<h1>Segmenting and Clustering Neighborhoods in Toronto</h1>
<h2>Robert Leon</h2>
<h3>Coursera IBM Data Science Capstone</h3>
<p>In this exercise, I will be using the Foursquare API and scikitlearn's k-means clustering to classify Toronto neighborhoods according to the makeup of local business categories<p>

The first step will be retrieving a list of neighborhoods in Toronto. A list is available for scraping at https://en.wikipedia.org/wiki/List_of_postal_codes_of_Canada:_M

In [4]:
from bs4 import BeautifulSoup
import pandas as pd
import requests

In [5]:
#URL of info source
zip_codes_url='https://en.wikipedia.org/wiki/List_of_postal_codes_of_Canada:_M'

#create http request to query URL content
wiki_response = requests.get(zip_codes_url)

In [253]:
#split cell to avoid multiple http requests everytime I rerun the cell
#create BeautifulSoup object to parse response content
wikipage = BeautifulSoup(wiki_response.text)



In [7]:
#use pd.read_html to create a list of dataframes, save dataframe to a variable for easy referencing 
#I used prettify() after realizing beautifulsoup returns the object as text by default, and read_html parses HTML
wiki_page_table = pd.read_html(wikipage.table.prettify())[0]

In [256]:
#Confirm success!
wiki_page_table.head()

Unnamed: 0,Postal Code,Borough,Neighbourhood
0,M1A,Not assigned,Not assigned
1,M2A,Not assigned,Not assigned
2,M3A,North York,Parkwoods
3,M4A,North York,Victoria Village
4,M5A,Downtown Toronto,"Regent Park, Harbourfront"


In [9]:
#Create mask of all rows with 'Not assigned' as borough
table_mask = wiki_page_table['Borough']!='Not assigned'
#Apply mask to wiki_page_table and save as 'clean' version to use
clean_wiki_page_table = wiki_page_table[table_mask]

In [10]:
#Pandas is not letting me view all rows, changing the 'display.max_rows' setting's value to 'None'
pd.set_option('display.max_rows', None)

#Displaying dataframe in its entirety 
clean_wiki_page_table

Unnamed: 0,Postal Code,Borough,Neighbourhood
2,M3A,North York,Parkwoods
3,M4A,North York,Victoria Village
4,M5A,Downtown Toronto,"Regent Park, Harbourfront"
5,M6A,North York,"Lawrence Manor, Lawrence Heights"
6,M7A,Downtown Toronto,"Queen's Park, Ontario Provincial Government"
8,M9A,Etobicoke,"Islington Avenue, Humber Valley Village"
9,M1B,Scarborough,"Malvern, Rouge"
11,M3B,North York,Don Mills
12,M4B,East York,"Parkview Hill, Woodbine Gardens"
13,M5B,Downtown Toronto,"Garden District, Ryerson"


In [22]:
#Display number of rows x number of columns for easy reference
clean_wiki_page_table.shape

(103, 3)

The next step is getting the Geo coordinates for each Zip code in thelist.

In [44]:
#import Geocoder library
import geocoder
#import json to handle geocoding api responses
import json
#import statistics package to average out boxed coordinates
import statistics

Here I create my dataframe to store each zip code's coordinates

In [None]:
#create the dataframe to store my results
lat_lon_columns=['Latitude','Longitude','Code Searched']
lat_lon_df=pd.DataFrame(columns=lat_lon_columns)

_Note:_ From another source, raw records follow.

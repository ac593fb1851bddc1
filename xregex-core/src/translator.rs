//! translator.rs - Turns extended patterns into compact patterns and matchers.
//!
//! An extended pattern may carry `#` comments that run to end of line and any
//! amount of whitespace between tokens. A compact pattern is what a
//! conventional engine accepts. The translation is one linear pass driven by
//! `xregex_scan::RegionScanner`:
//!
//! * `[...]` character classes are copied verbatim, including any `#` or
//!   whitespace inside them;
//! * unescaped `#` comments and unescaped whitespace runs are dropped;
//! * everything else, escapes included, is copied verbatim.
//!
//! Translation is total. Only building the matcher can fail, and that error
//! comes from the engine untouched.
//!
//! License: MIT OR APACHE 2.0

use log::debug;
use serde::Serialize;
use xregex_scan::{RegionKind, RegionScanner};

use crate::errors::XRegexError;
use crate::matcher::CompiledMatcher;

/// Translates an extended pattern into its compact form.
pub fn translate_pattern(pattern: &str) -> String {
    xregex_scan::compact(pattern)
}

/// Translates `pattern` and builds a matcher from the result with `flags`.
///
/// The flags string is passed on without inspection.
///
/// # Examples
///
/// ```
/// use xregex_core::translate;
///
/// let matcher = translate(r"
///     (?<key> \w+ )     # left-hand side
///     \ = \             # literal ' = '
///     (?<value> .* )
/// ", "")?;
///
/// assert_eq!(matcher.source(), r"(?<key>\w+)\ =\ (?<value>.*)");
/// let caps = matcher.captures("answer = 42").unwrap();
/// assert_eq!(&caps["value"], "42");
/// # Ok::<(), xregex_core::XRegexError>(())
/// ```
pub fn translate(pattern: &str, flags: &str) -> Result<CompiledMatcher, XRegexError> {
    let compact = translate_pattern(pattern);
    debug!(
        "Translated extended pattern ({} bytes) to compact pattern ({} bytes).",
        pattern.len(),
        compact.len()
    );
    CompiledMatcher::new(compact, flags)
}

/// Per-kind region statistics for one translation, used for diagnostics.
#[derive(Debug, Clone, Default, PartialEq, Eq, Serialize)]
pub struct TranslationReport {
    /// The compact pattern.
    pub compact: String,
    pub character_classes: usize,
    pub comments: usize,
    pub whitespace_runs: usize,
    pub pass_through: usize,
    /// Bytes dropped from the input.
    pub removed_bytes: usize,
    /// Set when the last region is a `[` class with no closing `]`; such a
    /// class runs to end of input and swallows everything after it.
    pub unterminated_class: bool,
}

/// Translates `pattern` and reports what the scan found.
pub fn explain(pattern: &str) -> TranslationReport {
    let mut report = TranslationReport {
        compact: String::with_capacity(pattern.len()),
        ..TranslationReport::default()
    };

    for region in RegionScanner::new(pattern) {
        match region.kind {
            RegionKind::CharacterClass => {
                report.character_classes += 1;
                report.unterminated_class = !is_closed_class(region.text);
            }
            RegionKind::Comment => report.comments += 1,
            RegionKind::Whitespace => report.whitespace_runs += 1,
            RegionKind::PassThrough => report.pass_through += 1,
        }
        if region.kind.is_stripped() {
            report.removed_bytes += region.len();
        } else {
            report.compact.push_str(region.text);
            if region.kind != RegionKind::CharacterClass {
                report.unterminated_class = false;
            }
        }
    }

    report
}

/// A class region is closed when it ends in an unescaped `]` after the opener.
pub(crate) fn is_closed_class(text: &str) -> bool {
    text.len() >= 2 && text.ends_with(']') && !xregex_scan::is_escaped(text, text.len() - 1)
}
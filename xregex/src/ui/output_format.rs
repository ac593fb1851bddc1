// xregex/src/ui/output_format.rs
//! Formats status messages for stderr, coloured only when the stream is a
//! terminal.

use std::io::{self, Write};

use is_terminal::IsTerminal;
use owo_colors::OwoColorize;

fn print_tagged<W: Write>(
    writer: &mut W,
    tag: &str,
    message: &str,
    paint: fn(&str) -> String,
    supports_color: bool,
) -> io::Result<()> {
    if supports_color {
        writeln!(writer, "{} {}", paint(tag), message)
    } else {
        writeln!(writer, "{} {}", tag, message)
    }
}

pub fn print_info_message<W: Write>(writer: &mut W, message: &str, supports_color: bool) -> io::Result<()> {
    print_tagged(writer, "info:", message, |t| t.cyan().to_string(), supports_color)
}

pub fn print_warn_message<W: Write>(writer: &mut W, message: &str, supports_color: bool) -> io::Result<()> {
    print_tagged(writer, "warning:", message, |t| t.yellow().bold().to_string(), supports_color)
}

pub fn print_error_message<W: Write>(writer: &mut W, message: &str, supports_color: bool) -> io::Result<()> {
    print_tagged(writer, "error:", message, |t| t.red().bold().to_string(), supports_color)
}

/// Helper for printing info messages to stderr.
pub fn info_msg(msg: impl AsRef<str>) {
    let _ = print_info_message(&mut io::stderr(), msg.as_ref(), io::stderr().is_terminal());
}

/// Helper for printing warning messages to stderr.
pub fn warn_msg(msg: impl AsRef<str>) {
    let _ = print_warn_message(&mut io::stderr(), msg.as_ref(), io::stderr().is_terminal());
}

/// Helper for printing error messages to stderr.
pub fn error_msg(msg: impl AsRef<str>) {
    let _ = print_error_message(&mut io::stderr(), msg.as_ref(), io::stderr().is_terminal());
}
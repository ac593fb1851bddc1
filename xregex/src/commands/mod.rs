//! Implementations of the xregex subcommands.

pub mod check;
pub mod matching;
pub mod translate;

use anyhow::{Context, Result};
use std::io::Read;
use std::path::Path;

/// Reads a whole file, or stdin when no path is given.
pub fn read_text(path: Option<&Path>) -> Result<String> {
    match path {
        Some(path) => std::fs::read_to_string(path)
            .with_context(|| format!("Failed to read input file: {}", path.display())),
        None => {
            let mut buffer = String::new();
            std::io::stdin()
                .read_to_string(&mut buffer)
                .context("Failed to read from stdin")?;
            Ok(buffer)
        }
    }
}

#used a for loop to loop through Postal codes, and save the center coordinates for each in a dataframe
#coordinates are presented as corners of an area, center of each area seems best if doing a radius search

for zipcode in clean_wiki_page_table['Postal Code']:
        g=geocoder.google('{}, Toronto, Ontario'.format(zipcode), key='HIDDEN')
        latitude = statistics.mean([g.json['bbox']['northeast'][0],g.json['bbox']['southwest'][0]])
        longitude = statistics.mean([g.json['bbox']['northeast'][1],g.json['bbox']['southwest'][1]])
        lat_lon_df = lat_lon_df.append({'Latitude':latitude,'Longitude':longitude,'Code Searched':zipcode}, ignore_index=True)
        
lat_lon_df

After a long time torubleshooting null resonses from the foursquare API further below, I found the above block originally logged the coordinates in the wrong order

In [131]:
#Create new DataFrame to hold merged toronto neighborhood data
t_neighborhood_columns = ['PostalCode', 'Burough', 'Neighborhood', 'Latitude', 'Longitude']
toronto_neighborhoods = pd.DataFrame(columns=t_neighborhood_columns)
lat_lon_df.set_index('Code Searched', inplace=True)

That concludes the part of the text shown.